--- Work task ---
Could you reproduce the lines below from the one with "use std::time::Duration;" through the one with "const NAME: &str"? Keep both ends and add nothing.

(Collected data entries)
-- Opening Marker --

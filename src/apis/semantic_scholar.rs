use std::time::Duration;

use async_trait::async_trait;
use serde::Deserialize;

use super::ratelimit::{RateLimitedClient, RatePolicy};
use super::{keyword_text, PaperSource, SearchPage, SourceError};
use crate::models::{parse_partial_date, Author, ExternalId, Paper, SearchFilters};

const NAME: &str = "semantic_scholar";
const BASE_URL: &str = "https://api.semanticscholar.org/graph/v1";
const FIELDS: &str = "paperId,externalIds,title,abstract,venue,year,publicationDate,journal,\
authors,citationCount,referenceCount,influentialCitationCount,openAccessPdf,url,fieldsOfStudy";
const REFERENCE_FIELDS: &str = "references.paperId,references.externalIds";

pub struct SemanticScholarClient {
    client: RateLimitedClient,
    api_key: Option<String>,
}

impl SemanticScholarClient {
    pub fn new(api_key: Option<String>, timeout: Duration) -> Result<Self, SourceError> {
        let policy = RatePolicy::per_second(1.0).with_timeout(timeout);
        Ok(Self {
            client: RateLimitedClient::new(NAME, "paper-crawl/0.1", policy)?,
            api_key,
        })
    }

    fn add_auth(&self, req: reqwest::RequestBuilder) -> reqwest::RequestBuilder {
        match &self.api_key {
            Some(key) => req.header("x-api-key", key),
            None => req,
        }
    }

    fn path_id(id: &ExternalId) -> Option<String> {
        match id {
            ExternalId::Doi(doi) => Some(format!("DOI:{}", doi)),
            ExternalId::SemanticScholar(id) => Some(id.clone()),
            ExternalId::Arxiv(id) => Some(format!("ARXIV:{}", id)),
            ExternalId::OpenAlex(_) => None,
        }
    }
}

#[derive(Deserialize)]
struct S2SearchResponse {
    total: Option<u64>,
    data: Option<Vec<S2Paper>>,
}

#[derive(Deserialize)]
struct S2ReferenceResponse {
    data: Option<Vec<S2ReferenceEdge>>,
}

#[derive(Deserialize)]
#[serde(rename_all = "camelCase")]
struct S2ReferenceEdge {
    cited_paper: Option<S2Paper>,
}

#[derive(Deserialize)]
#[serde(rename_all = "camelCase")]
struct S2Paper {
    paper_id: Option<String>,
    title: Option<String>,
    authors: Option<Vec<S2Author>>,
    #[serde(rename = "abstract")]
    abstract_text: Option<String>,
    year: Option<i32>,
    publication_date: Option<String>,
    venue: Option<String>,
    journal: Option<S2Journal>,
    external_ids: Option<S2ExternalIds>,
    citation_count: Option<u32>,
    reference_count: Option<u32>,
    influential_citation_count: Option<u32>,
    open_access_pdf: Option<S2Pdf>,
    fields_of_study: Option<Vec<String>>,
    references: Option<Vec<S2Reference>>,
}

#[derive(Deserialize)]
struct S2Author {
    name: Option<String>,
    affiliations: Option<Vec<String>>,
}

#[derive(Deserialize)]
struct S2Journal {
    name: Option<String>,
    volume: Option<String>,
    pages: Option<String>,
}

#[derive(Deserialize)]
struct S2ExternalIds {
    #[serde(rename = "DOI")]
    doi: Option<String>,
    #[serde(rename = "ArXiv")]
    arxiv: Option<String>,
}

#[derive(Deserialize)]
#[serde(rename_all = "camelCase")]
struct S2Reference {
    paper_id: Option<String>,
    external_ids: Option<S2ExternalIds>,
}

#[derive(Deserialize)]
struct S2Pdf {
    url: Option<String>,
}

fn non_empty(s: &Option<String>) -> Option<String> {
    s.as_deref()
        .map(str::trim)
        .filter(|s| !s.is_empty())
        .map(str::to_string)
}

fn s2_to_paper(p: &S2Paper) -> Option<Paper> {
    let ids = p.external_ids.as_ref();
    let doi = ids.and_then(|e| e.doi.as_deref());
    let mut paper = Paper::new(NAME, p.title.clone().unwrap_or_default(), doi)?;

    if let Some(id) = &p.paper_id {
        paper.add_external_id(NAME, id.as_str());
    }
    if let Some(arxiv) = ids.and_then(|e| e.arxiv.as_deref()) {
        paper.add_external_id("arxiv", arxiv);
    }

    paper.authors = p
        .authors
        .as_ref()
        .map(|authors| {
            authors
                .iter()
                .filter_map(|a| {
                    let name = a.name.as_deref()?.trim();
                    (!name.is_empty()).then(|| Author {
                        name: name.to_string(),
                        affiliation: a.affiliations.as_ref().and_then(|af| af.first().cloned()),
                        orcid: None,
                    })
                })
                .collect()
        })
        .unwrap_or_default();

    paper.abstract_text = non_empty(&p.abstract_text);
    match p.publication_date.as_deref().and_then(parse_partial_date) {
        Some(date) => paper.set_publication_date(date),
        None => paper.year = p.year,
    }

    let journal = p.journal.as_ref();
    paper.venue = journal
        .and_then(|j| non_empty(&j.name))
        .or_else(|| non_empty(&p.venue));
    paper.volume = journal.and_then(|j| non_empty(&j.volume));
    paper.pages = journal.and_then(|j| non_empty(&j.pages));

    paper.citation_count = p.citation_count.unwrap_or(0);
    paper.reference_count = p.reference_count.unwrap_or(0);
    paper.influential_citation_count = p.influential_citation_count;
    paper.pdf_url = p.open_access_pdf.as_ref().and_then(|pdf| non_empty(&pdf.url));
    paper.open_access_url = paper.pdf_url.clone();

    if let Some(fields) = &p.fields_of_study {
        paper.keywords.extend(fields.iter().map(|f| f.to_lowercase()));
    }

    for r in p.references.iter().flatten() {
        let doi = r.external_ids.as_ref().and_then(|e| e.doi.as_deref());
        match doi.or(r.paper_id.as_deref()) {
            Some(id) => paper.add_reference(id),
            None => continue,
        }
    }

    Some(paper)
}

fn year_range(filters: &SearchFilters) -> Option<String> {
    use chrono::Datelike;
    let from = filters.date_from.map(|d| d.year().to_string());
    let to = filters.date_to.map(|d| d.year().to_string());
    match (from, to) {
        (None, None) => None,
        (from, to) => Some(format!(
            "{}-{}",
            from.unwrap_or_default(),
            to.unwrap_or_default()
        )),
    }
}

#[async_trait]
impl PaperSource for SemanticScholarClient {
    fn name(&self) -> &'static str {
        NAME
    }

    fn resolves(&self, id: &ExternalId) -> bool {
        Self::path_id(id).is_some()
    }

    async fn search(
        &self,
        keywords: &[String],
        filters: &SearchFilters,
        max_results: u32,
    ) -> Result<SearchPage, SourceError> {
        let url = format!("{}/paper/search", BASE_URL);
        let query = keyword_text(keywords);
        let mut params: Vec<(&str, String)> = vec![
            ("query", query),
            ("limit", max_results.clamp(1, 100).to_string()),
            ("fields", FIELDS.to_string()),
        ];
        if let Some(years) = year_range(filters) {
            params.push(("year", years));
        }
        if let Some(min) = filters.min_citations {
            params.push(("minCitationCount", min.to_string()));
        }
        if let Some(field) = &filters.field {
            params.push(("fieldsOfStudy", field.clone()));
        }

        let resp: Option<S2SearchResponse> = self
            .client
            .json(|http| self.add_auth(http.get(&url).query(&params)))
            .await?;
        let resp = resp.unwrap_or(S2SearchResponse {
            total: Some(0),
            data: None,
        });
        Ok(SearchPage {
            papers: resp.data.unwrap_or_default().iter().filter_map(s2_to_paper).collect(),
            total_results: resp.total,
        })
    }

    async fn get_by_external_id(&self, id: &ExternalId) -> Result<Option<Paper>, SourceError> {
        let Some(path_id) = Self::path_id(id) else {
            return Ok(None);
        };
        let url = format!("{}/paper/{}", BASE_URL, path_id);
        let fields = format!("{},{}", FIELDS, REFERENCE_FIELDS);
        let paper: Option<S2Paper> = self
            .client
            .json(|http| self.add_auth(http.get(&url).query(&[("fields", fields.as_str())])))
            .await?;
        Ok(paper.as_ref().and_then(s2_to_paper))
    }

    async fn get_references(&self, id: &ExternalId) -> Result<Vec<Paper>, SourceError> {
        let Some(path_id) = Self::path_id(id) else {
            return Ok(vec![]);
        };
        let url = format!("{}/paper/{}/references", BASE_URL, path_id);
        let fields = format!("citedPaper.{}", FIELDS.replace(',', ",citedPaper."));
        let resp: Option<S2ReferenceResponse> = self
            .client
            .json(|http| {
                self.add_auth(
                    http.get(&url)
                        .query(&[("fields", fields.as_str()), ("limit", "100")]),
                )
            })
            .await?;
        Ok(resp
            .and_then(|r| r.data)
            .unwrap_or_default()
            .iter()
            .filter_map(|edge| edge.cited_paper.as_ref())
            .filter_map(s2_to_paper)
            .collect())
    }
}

-- Closing Marker --

--- Solution to the exercise ---
use std::time::Duration;

use async_trait::async_trait;
use serde::Deserialize;

use super::ratelimit::{RateLimitedClient, RatePolicy};
use super::{keyword_text, PaperSource, SearchPage, SourceError};
use crate::models::{parse_partial_date, Author, ExternalId, Paper, SearchFilters};

const NAME: &str = "semantic_scholar";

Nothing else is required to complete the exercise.